In this clip, Coach Taylor (Kyle Chandler) and booster Buddy (Brad Leland) are at a local park sizing up a kid playing pickup basketball, a potential recruit for their high school team.  The kid tells them that football embodies all that is wrong about America, and plus he doesn’t like the uniforms.  Even though we can’t see Coach Taylor’s eyes (he’s wearing mirrored sunglasses), he comes across as smart, sensitive enough to know that there is some truth in what the kid is saying, and passionate enough to try to convince the kid otherwise.

Like Sports Night, the 1998-2000 Aaron Sorkin series about the cast of a SportsCenter-type news program, FNL is a great drama that deserves more than to be written off as a just show about sports.  Or a show about teenagers.  Or a show about a part of the country that you don’t know much about.  Or whatever other label you might want to put on it.  Don’t take my word for it.  Check out Virginia Heffernan’s New York Times 2006 review of the pilot which opened thus:  “Lord, is ‘Friday Night Lights’ good.
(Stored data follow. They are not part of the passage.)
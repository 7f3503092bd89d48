//! Handle to a single-task subordinate process.
//!
//! The subordinate is this same executable started with [`SUBORDINATE_ARG`].
//! The request goes down its stdin; its one response comes back on stdout and
//! is picked up by a reader thread that forwards it over a one-shot channel,
//! so the worker can wait with a deadline instead of blocking on the pipe.
//!
//! Once the response is in, the subordinate keeps running until its stdin is
//! closed. While it lingers its process tree stays rooted at a known pid,
//! which is what lets [`Subordinate::release`] find every helper it forked.

use super::ipc::{MessageReader, MessageWriter, PipeFd};
use super::protocol::{SubordinateRequest, SubordinateResponse};
use super::signals::ExitReason;
use super::tree;
use crate::error::{ApkxError, Result};
use crate::logging::LOG_FILTER_ENV;
use crossbeam_channel::{Receiver, RecvTimeoutError, bounded};
use nix::sys::signal::{self, Signal};
use nix::sys::wait::{WaitPidFlag, WaitStatus, waitpid};
use nix::unistd::Pid;
use std::collections::HashMap;
use std::io;
use std::os::fd::OwnedFd;
use std::path::Path;
use std::process::{Command, Stdio};
use std::sync::{Arc, Mutex};
use std::time::{Duration, Instant};
use tracing::{debug, trace, warn};

/// Hidden first argument that switches the binary into subordinate mode.
pub const SUBORDINATE_ARG: &str = "__subordinate";

/// How long a finished subordinate gets to exit on its own once its stdin
/// is closed, before it is signalled.
const SELF_EXIT_WINDOW: Duration = Duration::from_millis(250);

/// Stack size for pipe reader threads. They only decode one JSON line.
const READER_STACK_SIZE: usize = 256 * 1024;

/// What the worker observed while waiting on a subordinate.
#[derive(Debug)]
pub enum Awaited {
    /// A response arrived before the deadline.
    Reported(SubordinateResponse),
    /// The subordinate closed its stdout or sent garbage without reporting.
    Silent,
    /// The deadline passed with no response.
    TimedOut,
}

/// Live subordinates, keyed by the id of the worker that owns them.
///
/// Each entry is added on spawn and removed when the handle reaps its
/// process, so whatever is still listed at teardown belongs to a worker that
/// never got to clean up.
#[derive(Debug, Clone, Default)]
pub struct Registry {
    live: Arc<Mutex<HashMap<usize, Pid>>>,
}

impl Registry {
    pub fn new() -> Self {
        Self::default()
    }

    fn register(&self, worker_id: usize, pid: Pid) {
        let mut live = self.live.lock().expect("subordinate registry poisoned");
        if let Some(previous) = live.insert(worker_id, pid) {
            warn!(
                worker_id,
                previous = previous.as_raw(),
                pid = pid.as_raw(),
                "Worker registered a second live subordinate"
            );
        }
    }

    fn unregister(&self, worker_id: usize, pid: Pid) {
        let mut live = self.live.lock().expect("subordinate registry poisoned");
        if live.get(&worker_id) == Some(&pid) {
            live.remove(&worker_id);
        }
    }

    /// Snapshot of `(worker_id, pid)` for every registered subordinate.
    pub fn entries(&self) -> Vec<(usize, Pid)> {
        let live = self.live.lock().expect("subordinate registry poisoned");
        let mut entries: Vec<_> = live.iter().map(|(&w, &p)| (w, p)).collect();
        entries.sort_unstable_by_key(|&(w, _)| w);
        entries
    }

    /// Terminate every registered subordinate and its descendants.
    ///
    /// Returns the number of subordinates swept.
    pub fn sweep(&self, grace: Duration) -> usize {
        let entries = self.entries();
        for &(worker_id, pid) in &entries {
            let report = tree::kill_tree(pid, true, grace);
            debug!(worker_id, pid = pid.as_raw(), ?report, "Swept leftover subordinate");
            // Reap if it is still ours; ECHILD just means someone else did.
            let _ = waitpid(pid, Some(WaitPidFlag::WNOHANG));
            self.unregister(worker_id, pid);
        }
        entries.len()
    }

    pub fn len(&self) -> usize {
        self.live.lock().expect("subordinate registry poisoned").len()
    }

    pub fn is_empty(&self) -> bool {
        self.len() == 0
    }
}

/// One running subordinate, exclusively owned by a worker.
pub struct Subordinate {
    pid: Pid,
    worker_id: usize,
    started: Instant,
    stdin: Option<MessageWriter>,
    response: Receiver<io::Result<Option<SubordinateResponse>>>,
    registry: Registry,
    reaped: bool,
}

impl Subordinate {
    /// Start a subordinate for one request.
    ///
    /// `log_filter`, when set, becomes the subordinate's log filter so its
    /// diagnostics match the supervisor's verbosity.
    ///
    /// A request that cannot be written (the process died immediately) is
    /// not an error here: the worker will observe the closed pipe.
    pub fn spawn(
        program: &Path,
        worker_id: usize,
        request: &SubordinateRequest,
        registry: &Registry,
        log_filter: Option<&str>,
    ) -> Result<Self> {
        let mut cmd = Command::new(program);
        cmd.arg(SUBORDINATE_ARG);
        if let Some(filter) = log_filter {
            cmd.env(LOG_FILTER_ENV, filter);
        }
        let mut child = cmd
            .stdin(Stdio::piped())
            .stdout(Stdio::piped())
            .stderr(Stdio::inherit())
            .spawn()
            .map_err(|e| {
                ApkxError::Subordinate(format!("Failed to spawn {}: {}", program.display(), e))
            })?;

        let pid = Pid::from_raw(child.id() as i32);
        registry.register(worker_id, pid);

        let stdin = child
            .stdin
            .take()
            .ok_or_else(|| ApkxError::Subordinate("Child stdin not captured".into()));
        let stdout = child
            .stdout
            .take()
            .ok_or_else(|| ApkxError::Subordinate("Child stdout not captured".into()));

        // From here on the handle owns the process; dropping it reaps.
        let (tx, rx) = bounded(1);
        let mut sub = Self {
            pid,
            worker_id,
            started: Instant::now(),
            stdin: None,
            response: rx,
            registry: registry.clone(),
            reaped: false,
        };

        let mut writer = MessageWriter::new(PipeFd::from(OwnedFd::from(stdin?)));
        let mut reader = MessageReader::new(PipeFd::from(OwnedFd::from(stdout?)));

        std::thread::Builder::new()
            .name(format!("subordinate-{}", pid))
            .stack_size(READER_STACK_SIZE)
            .spawn(move || {
                let _ = tx.send(reader.read_message::<SubordinateResponse>());
            })?;

        if let Err(e) = writer.write_message(request) {
            debug!(
                worker_id,
                pid = pid.as_raw(),
                error = %e,
                "Could not deliver request to subordinate"
            );
        }
        sub.stdin = Some(writer);

        trace!(worker_id, pid = pid.as_raw(), index = request.index, "Subordinate started");
        Ok(sub)
    }

    pub fn pid(&self) -> Pid {
        self.pid
    }

    /// Time since spawn.
    pub fn elapsed(&self) -> Duration {
        self.started.elapsed()
    }

    /// Wait for the response until `timeout` after spawn.
    pub fn await_response(&self, timeout: Duration) -> Awaited {
        let remaining = timeout.saturating_sub(self.started.elapsed());
        match self.response.recv_timeout(remaining) {
            Ok(Ok(Some(response))) => Awaited::Reported(response),
            Ok(Ok(None)) => Awaited::Silent,
            Ok(Err(e)) => {
                debug!(
                    worker_id = self.worker_id,
                    pid = self.pid.as_raw(),
                    error = %e,
                    "Unreadable subordinate response"
                );
                Awaited::Silent
            }
            Err(RecvTimeoutError::Timeout) => Awaited::TimedOut,
            Err(RecvTimeoutError::Disconnected) => Awaited::Silent,
        }
    }

    /// Tear the subordinate down and reap it.
    ///
    /// Descendants are terminated first, while the subordinate still anchors
    /// them. Then its stdin is closed, which lets a subordinate that already
    /// reported exit by itself; one that does not is terminated along with
    /// anything it forked in the meantime.
    pub fn release(mut self, grace: Duration) -> ExitReason {
        self.kill_descendants(grace);
        self.stdin.take();

        let deadline = Instant::now() + SELF_EXIT_WINDOW;
        while Instant::now() < deadline {
            if let Some(status) = self.try_wait() {
                return status.into();
            }
            if self.reaped {
                return ExitReason::Unknown;
            }
            std::thread::sleep(Duration::from_millis(10));
        }

        self.terminate_tree(grace)
    }

    /// Tear down a subordinate that missed its deadline. Unlike
    /// [`release`](Self::release) it is not given a chance to exit on its own.
    pub fn terminate(mut self, grace: Duration) -> ExitReason {
        self.kill_descendants(grace);
        self.stdin.take();
        self.terminate_tree(grace)
    }

    fn kill_descendants(&self, grace: Duration) {
        let report = tree::kill_tree(self.pid, false, grace);
        if report.terminated > 0 {
            debug!(
                worker_id = self.worker_id,
                pid = self.pid.as_raw(),
                ?report,
                "Terminated subordinate descendants"
            );
        }
    }

    fn terminate_tree(&mut self, grace: Duration) -> ExitReason {
        if self.reaped {
            return ExitReason::Unknown;
        }
        // The root is unreaped, so its pid cannot have been recycled.
        tree::kill_tree(self.pid, true, grace);
        self.wait().map_or(ExitReason::Unknown, ExitReason::from)
    }

    fn try_wait(&mut self) -> Option<WaitStatus> {
        if self.reaped {
            return None;
        }
        match waitpid(self.pid, Some(WaitPidFlag::WNOHANG)) {
            Ok(WaitStatus::StillAlive) => None,
            Ok(status) => {
                self.mark_reaped();
                Some(status)
            }
            Err(_) => {
                self.mark_reaped();
                None
            }
        }
    }

    fn wait(&mut self) -> Option<WaitStatus> {
        if self.reaped {
            return None;
        }
        let status = loop {
            match waitpid(self.pid, None) {
                Err(nix::errno::Errno::EINTR) => continue,
                Ok(status) => break Some(status),
                Err(_) => break None,
            }
        };
        self.mark_reaped();
        status
    }

    fn mark_reaped(&mut self) {
        self.reaped = true;
        self.registry.unregister(self.worker_id, self.pid);
    }
}

impl Drop for Subordinate {
    /// Reached on unwind paths. The root is still unreaped here, so its
    /// descendants are found and killed before it.
    fn drop(&mut self) {
        if !self.reaped {
            self.kill_descendants(Duration::ZERO);
            let _ = signal::kill(self.pid, Signal::SIGKILL);
            let _ = waitpid(self.pid, None);
            self.mark_reaped();
        }
    }
}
In fact, if the season is anything like the pilot, this new drama about high school football could be great — and not just television great, but great in the way of a poem or painting, great in the way of art….” The fifth and final season, which has already aired on DirecTV, has its premier on network TV (NBC) on April 15th.

Life Hack — The Veggie Bagel

Back in the day, you could go into a certain bagel, soup, and sandwich restaurant chain and order a bagel and cream cheese for two bucks, and they would put all the vegetables from their sandwich board on it for free.  They even had sprouts back then, before the sprout boogie man started lurking around the place.  Then, one dark day several years ago, I ordered the same thing and poof–it’s not a bagel and cream cheese anymore.  If you order more than two or three vegetables, it’s a bagel sandwich, and it costs five bucks.  Well, these days, the same “bagel sandwich” will run you close to seven bucks.  So much for that vegetarian bargain.  Or so it would seem.  Enter:  the veggie bagel life hack. 

Instead of ordering all the vegetables and cream cheese on one bagel,  split up the toppings.  A bagel with a couple veggies on it still costs about a buck, and a bagel and cream cheese costs about two.  So:  order one bagel with cream cheese, carrots, tomatoes, and onions–the messier mix, and order a second bagel with cucumbers and lettuce–easy to move onto the first bagel.  Buy the ingredients as two bagels and it’s $3.40 including tax.  About half price over the “bagel sandwich.” Plus you get an extra bagel for later.  After you pay, shift the cucumbers and lettuce onto the first bagel, wrap them both up, and you’re ready to go.  Mmm.  Veggie bagel.   Still no sprouts, though.